Let’s imagine that an operation processing would take longer, e.g. 1 second. Uncomment the 32nd line in the agent source code calculator.rb and restart all parts of the example (rinda.rb and calculator.rb).
Execute the client and the execution time will be, as expected, 10.06 seconds.
And now, to show power of a parallel processing in a multi-agent system, start another calculator agent…
The logs of the started calculator agent instances show that the processing load was nicely shared between the agents.
The result? A half of time (of course), approx. 5.04 seconds.
I like it :)
Files to download: simple_calculator.zip.
Nice and concise demonstration. Works out of the box.
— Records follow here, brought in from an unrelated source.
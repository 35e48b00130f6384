pub use calls::*;
pub use types::*;

mod calls;
#[cfg(any(test, feature = "mock"))]
pub mod mock;
mod types;
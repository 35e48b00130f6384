use std::sync::{Arc, Mutex};
use std::time::{Duration, Instant};

use crate::config::Credentials;
use crate::platform::calls::*;
use crate::platform::types::*;

/// A scripted stand-in for the real game-client library.
///
/// Every `connect` produces one `MockSession` that records all calls
/// made against it and lets a test inject platform events, exactly the
/// way a live client would deliver them.
#[derive(Default)]
pub struct MockConnector {
    sessions: Mutex<Vec<Arc<MockSession>>>,
    plan: Mutex<MockPlan>,
}

/// Behavior knobs applied to sessions opened after the change.
#[derive(Clone)]
pub struct MockPlan {
    /// `login` fails with a fatal error.
    pub fail_login: bool,

    /// `launch` succeeds but never posts `Ready`, as a dead
    /// game-coordinator would.
    pub stall_ready: bool,

    /// `create_practice_lobby` fails.
    pub fail_create: bool,

    /// Lobby id reported by the `LobbyNew` event after a create.
    pub lobby_id: u64,
}

impl Default for MockPlan {
    fn default() -> Self {
        MockPlan {
            fail_login: false,
            stall_ready: false,
            fail_create: false,
            lobby_id: 9001,
        }
    }
}

impl MockConnector {
    pub fn new() -> Arc<MockConnector> {
        Arc::new(MockConnector::default())
    }

    pub fn set_plan(&self, plan: MockPlan) {
        *self.plan.lock().unwrap() = plan;
    }

    pub fn session_count(&self) -> usize {
        self.sessions.lock().unwrap().len()
    }

    pub fn session(&self, idx: usize) -> Arc<MockSession> {
        self.sessions.lock().unwrap()[idx].clone()
    }

    /// Supervisors connect from their own threads; tests use this to
    /// wait until the session under test exists.
    pub fn wait_for_session(&self, idx: usize, timeout: Duration) -> Arc<MockSession> {
        let deadline = Instant::now() + timeout;
        loop {
            if let Some(session) = self.sessions.lock().unwrap().get(idx) {
                return session.clone();
            }
            if Instant::now() > deadline {
                panic!("no mock session {} after {:?}", idx, timeout);
            }
            std::thread::sleep(Duration::from_millis(5));
        }
    }
}

impl Connector for MockConnector {
    fn connect(&self, sink: Box<dyn EventSink>) -> anyhow::Result<Box<dyn GameClient>> {
        let session = Arc::new(MockSession {
            sink: Mutex::new(sink),
            state: Mutex::new(SessionState::default()),
            plan: self.plan.lock().unwrap().clone(),
        });
        self.sessions.lock().unwrap().push(session.clone());
        Ok(Box::new(MockClient { session }))
    }
}

/// Everything a test can observe about, or inject into, one session.
pub struct MockSession {
    sink: Mutex<Box<dyn EventSink>>,
    state: Mutex<SessionState>,
    plan: MockPlan,
}

#[derive(Default)]
struct SessionState {
    calls: Vec<MockCall>,
    lobby_list: Vec<u64>,
    friends: Vec<(SteamId, FriendRelationship)>,
    lobby_options: LobbyOptions,
}

/// One recorded call against a mock session.
#[derive(Debug, Clone, PartialEq)]
pub enum MockCall {
    Login(String),
    Launch,
    CreateLobby { password: String, options: LobbyOptions },
    ConfigLobby(LobbyOptions),
    LaunchLobby,
    LeaveLobby,
    AbandonGame,
    Invite(SteamId),
    KickFromTeam(u32),
    LobbyList,
    AddFriend(SteamId),
    Message(SteamId, String),
    Logout,
    Disconnect,
}

impl MockSession {
    /// Deliver a platform event to the owning supervisor.
    pub fn emit(&self, event: PlatformEvent) {
        self.sink.lock().unwrap().post(event);
    }

    pub fn calls(&self) -> Vec<MockCall> {
        self.state.lock().unwrap().calls.clone()
    }

    pub fn count_calls(&self, matches: impl Fn(&MockCall) -> bool) -> usize {
        self.state
            .lock()
            .unwrap()
            .calls
            .iter()
            .filter(|c| matches(c))
            .count()
    }

    /// What the platform's lobby-list probe reports.
    pub fn set_lobby_list(&self, lobby_ids: Vec<u64>) {
        self.state.lock().unwrap().lobby_list = lobby_ids;
    }

    pub fn set_friends(&self, friends: Vec<(SteamId, FriendRelationship)>) {
        self.state.lock().unwrap().friends = friends;
    }

    pub fn set_lobby_options(&self, options: LobbyOptions) {
        self.state.lock().unwrap().lobby_options = options;
    }

    fn record(&self, call: MockCall) {
        self.state.lock().unwrap().calls.push(call);
    }
}

struct MockClient {
    session: Arc<MockSession>,
}

impl GameClient for MockClient {
    fn login(&mut self, credentials: &Credentials) -> PlatformResult<()> {
        self.session
            .record(MockCall::Login(credentials.username.clone()));
        if self.session.plan.fail_login {
            return Err(PlatformError::Fatal("invalid credentials".to_string()));
        }
        self.session.emit(PlatformEvent::LoggedOn);
        Ok(())
    }

    fn launch(&mut self) -> PlatformResult<()> {
        self.session.record(MockCall::Launch);
        if !self.session.plan.stall_ready {
            self.session.emit(PlatformEvent::Ready);
        }
        Ok(())
    }

    fn create_practice_lobby(
        &mut self,
        password: &str,
        options: &LobbyOptions,
    ) -> PlatformResult<()> {
        self.session.record(MockCall::CreateLobby {
            password: password.to_string(),
            options: options.clone(),
        });
        if self.session.plan.fail_create {
            return Err(PlatformError::Transient("lobby create rejected".to_string()));
        }
        self.session.emit(PlatformEvent::LobbyNew {
            lobby_id: self.session.plan.lobby_id,
        });
        Ok(())
    }

    fn config_practice_lobby(&mut self, options: &LobbyOptions) -> PlatformResult<()> {
        self.session.record(MockCall::ConfigLobby(options.clone()));
        Ok(())
    }

    fn lobby_options(&self) -> PlatformResult<LobbyOptions> {
        Ok(self.session.state.lock().unwrap().lobby_options.clone())
    }

    fn launch_practice_lobby(&mut self) -> PlatformResult<()> {
        self.session.record(MockCall::LaunchLobby);
        Ok(())
    }

    fn leave_practice_lobby(&mut self) -> PlatformResult<()> {
        self.session.record(MockCall::LeaveLobby);
        Ok(())
    }

    fn abandon_current_game(&mut self) -> PlatformResult<()> {
        self.session.record(MockCall::AbandonGame);
        Ok(())
    }

    fn invite_to_lobby(&mut self, steam_id: SteamId) -> PlatformResult<()> {
        self.session.record(MockCall::Invite(steam_id));
        Ok(())
    }

    fn kick_from_team(&mut self, account_id: u32) -> PlatformResult<()> {
        self.session.record(MockCall::KickFromTeam(account_id));
        Ok(())
    }

    fn practice_lobby_list(&mut self, _password: &str) -> PlatformResult<Vec<u64>> {
        self.session.record(MockCall::LobbyList);
        Ok(self.session.state.lock().unwrap().lobby_list.clone())
    }

    fn friends(&self) -> Vec<(SteamId, FriendRelationship)> {
        self.session.state.lock().unwrap().friends.clone()
    }

    fn add_friend(&mut self, steam_id: SteamId) -> PlatformResult<()> {
        self.session.record(MockCall::AddFriend(steam_id));
        Ok(())
    }

    fn send_message(&mut self, steam_id: SteamId, text: &str) -> PlatformResult<()> {
        self.session
            .record(MockCall::Message(steam_id, text.to_string()));
        Ok(())
    }

    fn logout(&mut self) {
        self.session.record(MockCall::Logout);
    }

    fn disconnect(&mut self) {
        self.session.record(MockCall::Disconnect);
    }
}
#[tokio::test]
async fn balance_repartitions_with_fresh_ratings() {
    let mut h = harness(1).await;
    h.enqueue_all().await;
    let (game_id, _) = h.controller.form_game_now().await.unwrap();
    let _ = h.next_event();

    h.controller.balance(game_id).await.unwrap();

    match h.next_event() {
        ControllerEvent::GameRebalanced { radiant, dire, .. } => {
            assert_eq!(radiant.len(), 5);
            assert_eq!(dire.len(), 5);
            let mut all: Vec<i64> = radiant.iter().chain(dire.iter()).copied().collect();
            all.sort_unstable();
            assert_eq!(all, (1..=10).collect::<Vec<i64>>());
        }
        other => panic!("unexpected event {:?}", other),
    }
}

#[tokio::test]
async fn watchdog_ending_finalizes_without_rating_changes() {
    let mut h = harness(1).await;
    h.enqueue_all().await;
    let (game_id, _) = h.controller.form_game_now().await.unwrap();
    let _ = h.next_event();

    let session = h.connector.wait_for_session(0, Duration::from_secs(1));
    session.set_lobby_list(vec![]);
    let mut run = lobby_update(LobbyState::Run);
    run.match_id = Some(42);
    session.emit(PlatformEvent::LobbyChanged(run));
    h.pump().await;
    let _ = h.next_event();

    let before: Vec<i32> = (1..=10).map(|id| h.store.expect_rating(id)).collect();

    // Total silence: the supervisor's watchdog declares the game over.
    h.pump().await;

    let row = h.store.expect_match(42);
    assert_eq!(row.state, MatchState::Ended);
    assert_eq!(row.winning_team, WinningTeam::None);
    let after: Vec<i32> = (1..=10).map(|id| h.store.expect_rating(id)).collect();
    assert_eq!(before, after);

    match h.next_event() {
        ControllerEvent::GameEnded {
            game_id: g,
            winning_team: WinningTeam::None,
            ..
        } => assert_eq!(g, game_id),
        other => panic!("unexpected event {:?}", other),
    }
    assert_eq!(h.controller.pool.active_count(), 0);
}

#[tokio::test]
async fn failed_login_reclaims_the_slot() {
    let mut h = harness(1).await;
    h.connector.set_plan(MockPlan {
        fail_login: true,
        ..Default::default()
    });
    h.enqueue_all().await;

    match h.controller.form_game_now().await {
        Err(GameError::Supervisor(SupervisorError::Terminated)) => {}
        other => panic!("unexpected result: {:?}", other.map(|_| ())),
    }
    assert_eq!(h.controller.pool.active_count(), 0);

    // The terminated milestone for the untracked game is dropped.
    h.pump().await;
    assert!(h.events_rx.try_recv().is_err());
}

#[tokio::test]
async fn seating_is_enforced_through_the_whole_flow() {
    let mut h = harness(1).await;
    h.enqueue_all().await;
    let (_, _) = h.controller.form_game_now().await.unwrap();
    let (radiant, dire) = match h.next_event() {
        ControllerEvent::GameFormed { radiant, dire, .. } => (radiant, dire),
        other => panic!("unexpected event {:?}", other),
    };
    let session = h.connector.wait_for_session(0, Duration::from_secs(1));

    // Everyone seated correctly (steam id is 1000 + player id).
    let members: Vec<LobbyMember> = radiant
        .iter()
        .map(|id| member(1000 + *id as u64, LobbyTeam::GoodGuys))
        .chain(
            dire.iter()
                .map(|id| member(1000 + *id as u64, LobbyTeam::BadGuys)),
        )
        .collect();
    let mut update = lobby_update(LobbyState::Ui);
    update.members = members;
    session.emit(PlatformEvent::LobbyChanged(update));

    let deadline = std::time::Instant::now() + Duration::from_secs(2);
    while session.count_calls(|c| matches!(c, MockCall::LaunchLobby)) == 0 {
        if std::time::Instant::now() > deadline {
            panic!("lobby never launched");
        }
        std::thread::sleep(Duration::from_millis(5));
    }
    assert_eq!(
        session.count_calls(|c| matches!(c, MockCall::KickFromTeam(_))),
        0
    );
}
Great playground for beginner’s experiments with rinda.Thx
hey guys! nice project!
the problem with the Blackboard approach is that it is a communication bottleneck and a single point of failure in what is supposedly a parallel approach — if the communication with the blackboard breaks or it gets too much traffic, everything breaks!
hi Tilo,
sure, you are right.
however, this is a usual problem - that same could be said about databases, mq servers, etc.
you may find additional functionality for widely used solutions that is minimizing the risks that you mentioned (e.g. a replication of databases instances).
but probably you will not find anything for the ruby blackboard rinda to make it fail-over and/or scalable - but it is not because the blackboard is a bad concept or idea, it is about missing additional tools, that would help you to start more instances, that would replicate the actual state over the started instances, would be able to detect a failed instance, propagate that event and handle it somehow…
there are several tuple space implementations, some of them even commercial, that provide some features in this area, e.g. gigaspaces, but it is for java and .net.
rinda, a ruby blackboard implementation, is ok. with general monitoring tools, like monit, you will get a nicely working solution. but if you need more, probably you should check another implementations.